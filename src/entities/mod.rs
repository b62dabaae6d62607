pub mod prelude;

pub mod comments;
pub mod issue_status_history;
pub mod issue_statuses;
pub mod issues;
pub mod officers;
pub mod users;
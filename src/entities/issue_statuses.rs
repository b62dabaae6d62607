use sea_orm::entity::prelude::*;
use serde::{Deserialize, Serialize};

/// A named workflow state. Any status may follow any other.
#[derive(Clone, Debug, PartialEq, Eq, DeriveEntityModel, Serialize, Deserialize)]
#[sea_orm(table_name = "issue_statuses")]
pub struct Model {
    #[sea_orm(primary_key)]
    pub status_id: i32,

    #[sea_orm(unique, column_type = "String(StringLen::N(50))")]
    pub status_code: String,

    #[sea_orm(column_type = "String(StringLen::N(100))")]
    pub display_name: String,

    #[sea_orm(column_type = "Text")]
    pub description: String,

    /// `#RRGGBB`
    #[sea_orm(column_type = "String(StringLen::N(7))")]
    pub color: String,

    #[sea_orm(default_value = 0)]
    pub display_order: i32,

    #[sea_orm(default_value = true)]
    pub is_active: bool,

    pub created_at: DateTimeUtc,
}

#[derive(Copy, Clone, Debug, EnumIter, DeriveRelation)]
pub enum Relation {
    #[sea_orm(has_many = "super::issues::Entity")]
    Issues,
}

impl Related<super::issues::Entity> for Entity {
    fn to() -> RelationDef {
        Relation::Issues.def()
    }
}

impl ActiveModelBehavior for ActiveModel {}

☆ ☆ ☆

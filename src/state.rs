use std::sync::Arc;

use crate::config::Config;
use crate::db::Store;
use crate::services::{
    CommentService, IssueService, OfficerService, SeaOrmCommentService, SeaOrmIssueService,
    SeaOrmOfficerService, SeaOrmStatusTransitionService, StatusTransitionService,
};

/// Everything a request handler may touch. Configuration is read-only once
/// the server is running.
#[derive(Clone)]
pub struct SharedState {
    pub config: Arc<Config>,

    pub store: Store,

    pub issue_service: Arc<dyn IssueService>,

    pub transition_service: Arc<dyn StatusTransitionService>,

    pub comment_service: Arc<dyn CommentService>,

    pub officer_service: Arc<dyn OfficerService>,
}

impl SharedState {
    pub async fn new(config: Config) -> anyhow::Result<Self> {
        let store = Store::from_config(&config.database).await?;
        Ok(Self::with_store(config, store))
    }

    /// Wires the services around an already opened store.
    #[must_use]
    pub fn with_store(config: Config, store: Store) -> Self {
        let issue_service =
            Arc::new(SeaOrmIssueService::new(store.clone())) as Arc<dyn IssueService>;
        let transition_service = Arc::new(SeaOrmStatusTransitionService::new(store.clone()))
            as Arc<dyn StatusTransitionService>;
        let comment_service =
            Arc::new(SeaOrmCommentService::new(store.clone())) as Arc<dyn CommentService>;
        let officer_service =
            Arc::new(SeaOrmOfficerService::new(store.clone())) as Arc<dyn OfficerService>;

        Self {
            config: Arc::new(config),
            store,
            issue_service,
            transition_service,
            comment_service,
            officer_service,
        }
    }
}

☆ ☆ ☆

Exercise aim:
Restate word for word the entries above from the line with "filename src/entities/mod.rs" through the line with "#[sea_orm(primary_key)]", inclusive, leaving out everything else.

Task result:
filename src/entities/mod.rs
repository b62dabaae6d62607
pub mod prelude;

pub mod comments;
pub mod issue_status_history;
pub mod issue_statuses;
pub mod issues;
pub mod officers;
pub mod users;
filename src/entities/issue_statuses.rs
repository b62dabaae6d62607
use sea_orm::entity::prelude::*;
use serde::{Deserialize, Serialize};

/// A named workflow state. Any status may follow any other.
#[derive(Clone, Debug, PartialEq, Eq, DeriveEntityModel, Serialize, Deserialize)]
#[sea_orm(table_name = "issue_statuses")]
pub struct Model {
    #[sea_orm(primary_key)]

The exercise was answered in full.